All he had been saying, Sir Keir added, was that as far as asylum seeker returns were concerned, Bangladesh was a safe country and one that had a returns agreement with the UK.

In a video clip circulating on social media, which the BBC has seen, his comments in Monday's Q&A session have been edited and taken out of context.

Labour has described this clip as “misinformation”.

But a party candidate in the general election - in Bethnal Green and Stepney, which is in Tower Hamlets - said there had been concern.

Rushanara Ali, the first British Bangladeshi to be elected to the Commons and MP for Bethnal Green and Bow until Parliament was dissolved last month, said: "There has been considerable concern and upset following the release of a clip of the Labour Party Leader."

She added that she had been “in close contact with his [Sir Keir's] team to relay the concerns in our community”.

She would "always work hard to ensure the interests and concerns of the British Bangladeshi community are at the heart of policy in a future Labour government", she added.

During the Sun event, the Labour leader said the number of people returned to where they came from had fallen by 44% under the Conservative government.

He pledged to "put the staff back in the returns unit" in "the first few days" of a Labour government.

"I’ll make sure that we’ve got planes going off - not to Rwanda, that’s an expensive gimmick - they will go back to the countries where people come from. That’s what used to happen," he added.

A graphic which reads 'More on general election 2024'

Pressed by the event host, Sun political editor Harry Cole, on which countries he is talking about, Sir Keir responded: “At the moment people coming from countries like Bangladesh are not being removed, because they’re not being processed.”

In May, the government signed an agreement with Bangladesh “to speed up the removal of migrants with no right to be in the country”.

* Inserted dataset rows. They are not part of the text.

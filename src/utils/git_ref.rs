pub const BRANCH_PREFIX: &str = "refs/heads/";
pub const TAG_PREFIX: &str = "refs/tags/";

/// Classification of a fully-qualified git ref.
#[derive(Debug, Clone, Copy, PartialEq, Eq)]
pub enum GitRef<'a> {
    Branch(&'a str),
    Tag(&'a str),
    Other(&'a str),
}

impl<'a> GitRef<'a> {
    pub fn classify(full_ref: &'a str) -> Self {
        if let Some(name) = full_ref.strip_prefix(BRANCH_PREFIX) {
            GitRef::Branch(name)
        } else if let Some(name) = full_ref.strip_prefix(TAG_PREFIX) {
            GitRef::Tag(name)
        } else {
            GitRef::Other(full_ref)
        }
    }
}

/// Qualify a branch name with `refs/heads/` unless it already has it.
pub fn qualify_branch(branch: &str) -> String {
    format!("{}{}", BRANCH_PREFIX, branch.strip_prefix(BRANCH_PREFIX).unwrap_or(branch))
}

/// Qualify a tag name with `refs/tags/` unless it already has it.
pub fn qualify_tag(tag: &str) -> String {
    format!("{}{}", TAG_PREFIX, tag.strip_prefix(TAG_PREFIX).unwrap_or(tag))
}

In 2023, according to Home Office statistics, 12 failed asylum seekers were deported to Bangladesh, while 66 went back voluntarily.

In a video posted on X, Apsana Begum, Labour's candidate in Tower Hamlets' other parliamentary constituency, Poplar and Limehouse, said: "I will never ever stand by and let migrant communities be scapegoated.

"It is totally unacceptable for politicians, for any party, to use dog whistle racism against Bangladeshis or any other migrant community.”

According to the 2021 census, more than a third of Tower Hamlets' population were of Bangladeshi ethnicity.

A Labour Party spokesperson said Sir Keir had "proudly supported the Bangladeshi community across the UK, who make an enormous contribution to our country.

"This clip has been edited to make it look as though Keir Starmer is suggesting repatriation of British Bangladeshis. It is misinformation.

"In fact, Keir is referring to Labour's long-established policy of returning those who don't have the legal right to be in the UK to safe countries.

"Bangladesh was only used as an example, as there is already a bilateral agreement between the two countries."